Exercise material:
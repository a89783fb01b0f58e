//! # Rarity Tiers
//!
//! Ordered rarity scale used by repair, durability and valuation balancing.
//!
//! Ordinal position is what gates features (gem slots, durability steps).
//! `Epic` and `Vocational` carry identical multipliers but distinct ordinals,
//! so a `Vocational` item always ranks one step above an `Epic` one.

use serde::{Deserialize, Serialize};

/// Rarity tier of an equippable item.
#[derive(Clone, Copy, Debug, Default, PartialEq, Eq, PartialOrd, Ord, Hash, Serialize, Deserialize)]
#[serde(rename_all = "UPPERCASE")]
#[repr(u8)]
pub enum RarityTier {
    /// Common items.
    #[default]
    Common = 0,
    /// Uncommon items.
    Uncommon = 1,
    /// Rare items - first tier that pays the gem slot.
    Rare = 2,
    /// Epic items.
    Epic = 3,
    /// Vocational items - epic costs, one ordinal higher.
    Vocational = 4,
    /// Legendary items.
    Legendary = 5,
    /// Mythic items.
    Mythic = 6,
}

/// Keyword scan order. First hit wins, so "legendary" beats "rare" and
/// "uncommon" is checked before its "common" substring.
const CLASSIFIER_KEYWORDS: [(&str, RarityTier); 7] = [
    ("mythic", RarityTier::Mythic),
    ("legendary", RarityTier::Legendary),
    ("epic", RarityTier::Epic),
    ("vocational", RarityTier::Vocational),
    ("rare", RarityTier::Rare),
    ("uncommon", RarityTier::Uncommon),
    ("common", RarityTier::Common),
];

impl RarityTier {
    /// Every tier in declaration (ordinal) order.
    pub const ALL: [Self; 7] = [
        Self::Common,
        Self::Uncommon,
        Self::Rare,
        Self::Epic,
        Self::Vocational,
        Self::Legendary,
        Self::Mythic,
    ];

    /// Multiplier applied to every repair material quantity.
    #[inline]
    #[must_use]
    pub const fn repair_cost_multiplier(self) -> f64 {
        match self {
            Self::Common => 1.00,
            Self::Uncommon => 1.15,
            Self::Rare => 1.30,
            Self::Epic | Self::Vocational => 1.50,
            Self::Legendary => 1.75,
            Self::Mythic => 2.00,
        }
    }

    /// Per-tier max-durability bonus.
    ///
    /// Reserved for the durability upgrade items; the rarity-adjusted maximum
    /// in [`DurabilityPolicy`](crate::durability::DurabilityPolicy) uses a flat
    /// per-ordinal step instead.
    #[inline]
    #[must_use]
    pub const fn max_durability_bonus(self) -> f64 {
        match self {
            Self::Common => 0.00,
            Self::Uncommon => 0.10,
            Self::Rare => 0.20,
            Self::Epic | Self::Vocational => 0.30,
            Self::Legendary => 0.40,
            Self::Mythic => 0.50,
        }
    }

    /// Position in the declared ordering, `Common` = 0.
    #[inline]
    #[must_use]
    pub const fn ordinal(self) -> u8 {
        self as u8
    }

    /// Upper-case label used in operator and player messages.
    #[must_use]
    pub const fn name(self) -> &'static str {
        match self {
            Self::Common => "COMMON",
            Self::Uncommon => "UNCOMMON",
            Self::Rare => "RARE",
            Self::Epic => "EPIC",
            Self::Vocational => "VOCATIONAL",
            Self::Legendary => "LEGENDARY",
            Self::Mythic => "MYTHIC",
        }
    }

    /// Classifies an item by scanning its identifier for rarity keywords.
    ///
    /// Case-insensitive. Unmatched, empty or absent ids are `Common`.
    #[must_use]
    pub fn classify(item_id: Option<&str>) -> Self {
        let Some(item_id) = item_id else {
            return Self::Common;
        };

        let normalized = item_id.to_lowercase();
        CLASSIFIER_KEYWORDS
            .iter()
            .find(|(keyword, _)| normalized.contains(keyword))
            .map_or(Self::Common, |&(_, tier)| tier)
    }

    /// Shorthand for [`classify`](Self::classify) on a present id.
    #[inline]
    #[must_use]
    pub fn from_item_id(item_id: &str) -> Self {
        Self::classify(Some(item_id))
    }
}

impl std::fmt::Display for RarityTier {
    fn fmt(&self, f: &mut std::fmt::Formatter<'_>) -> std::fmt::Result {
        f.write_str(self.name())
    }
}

...

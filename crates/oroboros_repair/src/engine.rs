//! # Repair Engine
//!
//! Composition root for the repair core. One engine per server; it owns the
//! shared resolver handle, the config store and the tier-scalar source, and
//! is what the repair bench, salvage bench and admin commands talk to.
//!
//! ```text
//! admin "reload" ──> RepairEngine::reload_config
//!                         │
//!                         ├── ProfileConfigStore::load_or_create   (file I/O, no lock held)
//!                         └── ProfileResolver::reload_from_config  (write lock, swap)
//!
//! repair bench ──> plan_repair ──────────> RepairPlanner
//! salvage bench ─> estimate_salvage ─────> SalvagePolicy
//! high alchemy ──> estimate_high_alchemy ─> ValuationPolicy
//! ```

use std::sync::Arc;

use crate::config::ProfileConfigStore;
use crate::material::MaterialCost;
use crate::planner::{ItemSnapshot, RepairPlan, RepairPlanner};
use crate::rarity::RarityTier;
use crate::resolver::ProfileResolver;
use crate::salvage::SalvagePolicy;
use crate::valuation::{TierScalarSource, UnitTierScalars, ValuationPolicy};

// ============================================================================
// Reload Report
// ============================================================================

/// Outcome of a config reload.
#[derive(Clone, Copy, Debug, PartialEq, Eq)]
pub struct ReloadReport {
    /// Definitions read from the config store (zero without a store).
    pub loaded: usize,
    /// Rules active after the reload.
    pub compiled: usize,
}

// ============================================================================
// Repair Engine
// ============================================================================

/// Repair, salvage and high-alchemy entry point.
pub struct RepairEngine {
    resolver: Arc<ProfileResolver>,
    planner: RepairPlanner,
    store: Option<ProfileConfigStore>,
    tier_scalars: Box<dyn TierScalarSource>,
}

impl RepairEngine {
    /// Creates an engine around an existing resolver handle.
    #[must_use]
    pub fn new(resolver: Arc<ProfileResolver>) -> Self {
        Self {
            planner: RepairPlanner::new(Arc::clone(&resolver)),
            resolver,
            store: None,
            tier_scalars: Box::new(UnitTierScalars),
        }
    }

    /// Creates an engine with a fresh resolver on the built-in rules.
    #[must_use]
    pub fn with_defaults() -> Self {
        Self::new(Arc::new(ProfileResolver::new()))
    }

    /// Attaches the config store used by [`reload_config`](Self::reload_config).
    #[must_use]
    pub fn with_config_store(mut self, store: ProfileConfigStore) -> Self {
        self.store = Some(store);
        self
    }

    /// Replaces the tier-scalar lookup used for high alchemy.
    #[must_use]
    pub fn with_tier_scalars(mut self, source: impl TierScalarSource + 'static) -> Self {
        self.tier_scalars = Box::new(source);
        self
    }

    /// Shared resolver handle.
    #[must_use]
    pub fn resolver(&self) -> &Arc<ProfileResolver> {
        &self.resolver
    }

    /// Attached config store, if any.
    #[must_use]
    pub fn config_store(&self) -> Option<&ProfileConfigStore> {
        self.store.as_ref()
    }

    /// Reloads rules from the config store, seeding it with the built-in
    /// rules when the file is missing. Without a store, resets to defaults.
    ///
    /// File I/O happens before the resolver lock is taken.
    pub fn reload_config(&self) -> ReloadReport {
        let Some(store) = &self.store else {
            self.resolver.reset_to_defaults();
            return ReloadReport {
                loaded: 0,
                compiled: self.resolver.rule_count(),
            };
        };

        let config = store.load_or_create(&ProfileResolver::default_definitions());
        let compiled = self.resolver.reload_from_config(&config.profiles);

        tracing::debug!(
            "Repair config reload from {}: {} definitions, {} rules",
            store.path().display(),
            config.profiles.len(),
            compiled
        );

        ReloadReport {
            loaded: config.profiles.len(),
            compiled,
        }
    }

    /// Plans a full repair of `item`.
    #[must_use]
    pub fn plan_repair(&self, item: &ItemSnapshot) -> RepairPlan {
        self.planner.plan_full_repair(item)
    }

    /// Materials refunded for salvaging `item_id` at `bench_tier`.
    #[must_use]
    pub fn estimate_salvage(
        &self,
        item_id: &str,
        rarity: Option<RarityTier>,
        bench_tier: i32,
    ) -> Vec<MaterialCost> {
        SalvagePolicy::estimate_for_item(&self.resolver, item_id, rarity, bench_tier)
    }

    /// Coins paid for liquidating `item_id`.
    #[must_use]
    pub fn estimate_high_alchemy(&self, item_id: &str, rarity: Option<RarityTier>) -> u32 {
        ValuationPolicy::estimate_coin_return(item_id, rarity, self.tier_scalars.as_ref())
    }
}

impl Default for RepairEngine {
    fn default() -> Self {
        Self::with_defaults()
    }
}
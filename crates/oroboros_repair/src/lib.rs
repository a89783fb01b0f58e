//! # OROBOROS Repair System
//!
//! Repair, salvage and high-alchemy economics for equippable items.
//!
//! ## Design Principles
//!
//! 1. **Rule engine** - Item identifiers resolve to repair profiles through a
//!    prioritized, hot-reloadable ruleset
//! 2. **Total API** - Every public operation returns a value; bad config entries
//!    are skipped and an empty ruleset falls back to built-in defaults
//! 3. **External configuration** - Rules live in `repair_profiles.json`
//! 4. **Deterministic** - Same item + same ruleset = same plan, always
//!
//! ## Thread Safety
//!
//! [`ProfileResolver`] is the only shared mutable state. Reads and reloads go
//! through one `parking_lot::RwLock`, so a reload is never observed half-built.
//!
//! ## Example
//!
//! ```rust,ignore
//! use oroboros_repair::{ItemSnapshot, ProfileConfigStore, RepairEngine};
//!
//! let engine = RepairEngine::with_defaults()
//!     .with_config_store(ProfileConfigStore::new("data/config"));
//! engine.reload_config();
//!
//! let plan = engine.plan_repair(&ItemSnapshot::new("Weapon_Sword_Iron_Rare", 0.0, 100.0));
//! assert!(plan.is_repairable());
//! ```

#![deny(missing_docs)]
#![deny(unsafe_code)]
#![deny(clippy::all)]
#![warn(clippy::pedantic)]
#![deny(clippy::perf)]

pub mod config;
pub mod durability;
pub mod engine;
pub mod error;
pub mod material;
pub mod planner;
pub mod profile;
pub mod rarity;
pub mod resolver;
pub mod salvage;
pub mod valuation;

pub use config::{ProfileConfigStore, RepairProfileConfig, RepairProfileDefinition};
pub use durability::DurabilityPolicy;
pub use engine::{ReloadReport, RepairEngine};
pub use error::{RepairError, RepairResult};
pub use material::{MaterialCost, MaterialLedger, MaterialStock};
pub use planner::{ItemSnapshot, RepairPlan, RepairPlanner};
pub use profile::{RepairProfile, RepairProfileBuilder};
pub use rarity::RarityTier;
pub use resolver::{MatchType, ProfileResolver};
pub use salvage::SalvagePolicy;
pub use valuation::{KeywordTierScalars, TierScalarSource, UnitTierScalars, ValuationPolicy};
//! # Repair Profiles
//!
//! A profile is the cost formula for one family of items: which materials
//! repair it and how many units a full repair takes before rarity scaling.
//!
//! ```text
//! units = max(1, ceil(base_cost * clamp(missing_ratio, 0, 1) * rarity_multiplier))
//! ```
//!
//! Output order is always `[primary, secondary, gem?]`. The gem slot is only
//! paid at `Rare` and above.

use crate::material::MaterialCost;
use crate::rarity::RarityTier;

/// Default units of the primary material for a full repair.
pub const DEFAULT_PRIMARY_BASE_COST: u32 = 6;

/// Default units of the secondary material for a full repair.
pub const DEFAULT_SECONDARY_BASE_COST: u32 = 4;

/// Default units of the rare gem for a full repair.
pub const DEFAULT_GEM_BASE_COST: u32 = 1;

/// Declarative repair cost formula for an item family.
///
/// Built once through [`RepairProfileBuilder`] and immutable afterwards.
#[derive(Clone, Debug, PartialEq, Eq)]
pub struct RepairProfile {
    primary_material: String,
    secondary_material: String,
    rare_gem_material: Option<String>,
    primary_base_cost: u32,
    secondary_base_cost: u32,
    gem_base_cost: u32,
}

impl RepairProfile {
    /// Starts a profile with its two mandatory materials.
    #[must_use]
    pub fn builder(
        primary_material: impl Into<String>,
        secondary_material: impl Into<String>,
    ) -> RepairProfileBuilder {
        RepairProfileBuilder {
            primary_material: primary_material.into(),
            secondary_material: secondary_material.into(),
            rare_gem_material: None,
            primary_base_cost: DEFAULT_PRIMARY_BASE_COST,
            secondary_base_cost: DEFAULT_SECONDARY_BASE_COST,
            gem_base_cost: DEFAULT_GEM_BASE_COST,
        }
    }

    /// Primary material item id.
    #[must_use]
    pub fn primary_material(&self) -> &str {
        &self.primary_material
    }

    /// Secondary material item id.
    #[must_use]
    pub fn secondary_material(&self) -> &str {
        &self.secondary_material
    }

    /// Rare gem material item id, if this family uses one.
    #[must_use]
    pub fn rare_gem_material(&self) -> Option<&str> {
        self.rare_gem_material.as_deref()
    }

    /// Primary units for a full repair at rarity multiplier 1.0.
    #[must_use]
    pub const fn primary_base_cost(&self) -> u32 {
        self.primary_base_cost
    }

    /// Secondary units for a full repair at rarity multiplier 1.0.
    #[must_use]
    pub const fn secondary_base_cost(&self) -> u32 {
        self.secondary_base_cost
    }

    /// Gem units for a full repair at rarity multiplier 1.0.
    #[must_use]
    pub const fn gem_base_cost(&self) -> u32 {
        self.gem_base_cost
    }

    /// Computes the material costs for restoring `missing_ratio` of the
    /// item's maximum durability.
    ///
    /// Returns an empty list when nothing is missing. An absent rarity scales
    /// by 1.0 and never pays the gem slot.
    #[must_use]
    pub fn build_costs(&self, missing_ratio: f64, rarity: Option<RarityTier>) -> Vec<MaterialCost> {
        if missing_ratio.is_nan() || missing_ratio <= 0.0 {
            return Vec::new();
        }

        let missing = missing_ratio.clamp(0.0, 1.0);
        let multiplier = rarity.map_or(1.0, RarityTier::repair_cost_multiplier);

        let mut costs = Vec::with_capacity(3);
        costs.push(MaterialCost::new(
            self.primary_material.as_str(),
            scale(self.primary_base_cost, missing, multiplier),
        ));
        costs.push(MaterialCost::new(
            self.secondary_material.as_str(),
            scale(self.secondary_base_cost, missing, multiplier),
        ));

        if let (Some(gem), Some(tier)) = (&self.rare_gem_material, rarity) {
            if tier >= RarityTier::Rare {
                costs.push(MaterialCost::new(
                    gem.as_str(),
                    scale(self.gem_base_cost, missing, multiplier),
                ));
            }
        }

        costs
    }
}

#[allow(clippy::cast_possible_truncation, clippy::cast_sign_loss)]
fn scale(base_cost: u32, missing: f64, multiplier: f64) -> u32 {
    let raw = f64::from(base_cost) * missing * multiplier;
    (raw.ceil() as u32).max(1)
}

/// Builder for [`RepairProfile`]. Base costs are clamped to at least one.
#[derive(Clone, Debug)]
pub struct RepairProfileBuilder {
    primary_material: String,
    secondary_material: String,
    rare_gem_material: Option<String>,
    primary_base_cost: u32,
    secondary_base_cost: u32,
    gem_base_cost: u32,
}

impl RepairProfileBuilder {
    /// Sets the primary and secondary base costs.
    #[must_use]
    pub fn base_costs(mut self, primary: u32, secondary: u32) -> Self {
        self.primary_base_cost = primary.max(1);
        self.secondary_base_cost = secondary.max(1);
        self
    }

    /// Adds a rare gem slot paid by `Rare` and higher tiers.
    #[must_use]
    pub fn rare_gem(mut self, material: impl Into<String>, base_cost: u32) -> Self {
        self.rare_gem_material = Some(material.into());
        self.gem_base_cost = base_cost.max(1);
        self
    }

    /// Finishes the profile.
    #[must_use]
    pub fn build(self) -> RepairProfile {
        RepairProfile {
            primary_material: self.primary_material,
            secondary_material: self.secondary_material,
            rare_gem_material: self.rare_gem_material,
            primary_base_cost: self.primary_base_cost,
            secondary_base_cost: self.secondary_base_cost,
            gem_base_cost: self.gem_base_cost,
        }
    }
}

==

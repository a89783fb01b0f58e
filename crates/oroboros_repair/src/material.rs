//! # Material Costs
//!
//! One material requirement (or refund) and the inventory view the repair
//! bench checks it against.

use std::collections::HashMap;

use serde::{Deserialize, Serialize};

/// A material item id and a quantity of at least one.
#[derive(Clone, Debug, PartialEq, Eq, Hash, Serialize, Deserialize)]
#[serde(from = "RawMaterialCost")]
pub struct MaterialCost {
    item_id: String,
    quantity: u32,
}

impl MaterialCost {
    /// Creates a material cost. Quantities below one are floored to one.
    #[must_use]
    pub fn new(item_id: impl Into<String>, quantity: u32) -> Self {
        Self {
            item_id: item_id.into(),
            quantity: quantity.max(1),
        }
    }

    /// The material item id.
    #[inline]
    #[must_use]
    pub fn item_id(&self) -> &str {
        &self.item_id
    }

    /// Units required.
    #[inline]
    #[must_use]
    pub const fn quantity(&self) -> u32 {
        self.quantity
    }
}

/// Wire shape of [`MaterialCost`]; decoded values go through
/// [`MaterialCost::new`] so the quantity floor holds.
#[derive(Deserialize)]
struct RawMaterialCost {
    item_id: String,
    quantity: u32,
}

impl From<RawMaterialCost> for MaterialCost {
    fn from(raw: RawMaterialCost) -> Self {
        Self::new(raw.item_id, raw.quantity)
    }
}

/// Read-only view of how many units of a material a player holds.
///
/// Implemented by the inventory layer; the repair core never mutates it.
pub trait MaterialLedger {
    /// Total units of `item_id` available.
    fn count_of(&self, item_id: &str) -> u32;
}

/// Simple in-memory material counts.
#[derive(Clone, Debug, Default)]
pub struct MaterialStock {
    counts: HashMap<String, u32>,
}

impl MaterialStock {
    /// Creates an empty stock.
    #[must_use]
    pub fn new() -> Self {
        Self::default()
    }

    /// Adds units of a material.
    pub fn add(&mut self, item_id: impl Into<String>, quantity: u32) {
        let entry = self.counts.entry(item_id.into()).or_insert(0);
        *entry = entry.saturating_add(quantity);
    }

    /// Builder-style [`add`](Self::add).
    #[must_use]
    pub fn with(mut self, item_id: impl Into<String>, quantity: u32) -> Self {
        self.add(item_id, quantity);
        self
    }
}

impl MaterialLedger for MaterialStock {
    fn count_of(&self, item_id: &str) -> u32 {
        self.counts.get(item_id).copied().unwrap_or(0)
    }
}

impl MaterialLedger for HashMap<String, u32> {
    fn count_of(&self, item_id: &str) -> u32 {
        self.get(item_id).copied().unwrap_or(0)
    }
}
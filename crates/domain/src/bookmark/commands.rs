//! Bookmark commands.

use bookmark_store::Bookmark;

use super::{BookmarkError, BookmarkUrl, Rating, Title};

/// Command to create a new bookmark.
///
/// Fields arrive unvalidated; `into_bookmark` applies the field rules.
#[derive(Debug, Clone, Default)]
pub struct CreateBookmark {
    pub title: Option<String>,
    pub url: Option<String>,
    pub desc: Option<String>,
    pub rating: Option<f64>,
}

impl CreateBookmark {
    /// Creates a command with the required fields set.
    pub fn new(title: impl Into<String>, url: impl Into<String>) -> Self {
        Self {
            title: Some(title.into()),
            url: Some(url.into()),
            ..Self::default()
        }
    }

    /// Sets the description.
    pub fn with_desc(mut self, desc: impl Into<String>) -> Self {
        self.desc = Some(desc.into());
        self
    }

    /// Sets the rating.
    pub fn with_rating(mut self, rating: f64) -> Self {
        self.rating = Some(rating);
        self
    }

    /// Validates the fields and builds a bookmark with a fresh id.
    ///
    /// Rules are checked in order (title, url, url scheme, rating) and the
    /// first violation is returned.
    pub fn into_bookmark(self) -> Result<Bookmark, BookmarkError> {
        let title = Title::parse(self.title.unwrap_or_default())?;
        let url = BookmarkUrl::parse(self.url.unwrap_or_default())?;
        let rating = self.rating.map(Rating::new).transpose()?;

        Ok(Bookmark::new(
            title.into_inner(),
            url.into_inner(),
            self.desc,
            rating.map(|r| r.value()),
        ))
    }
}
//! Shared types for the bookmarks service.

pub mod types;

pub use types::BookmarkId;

How to complete this task: Find the lines above that include the string "maximum" and copy them.

Solution:
    /// Reserved for the durability upgrade items; the rarity-adjusted maximum
    /// item's maximum durability.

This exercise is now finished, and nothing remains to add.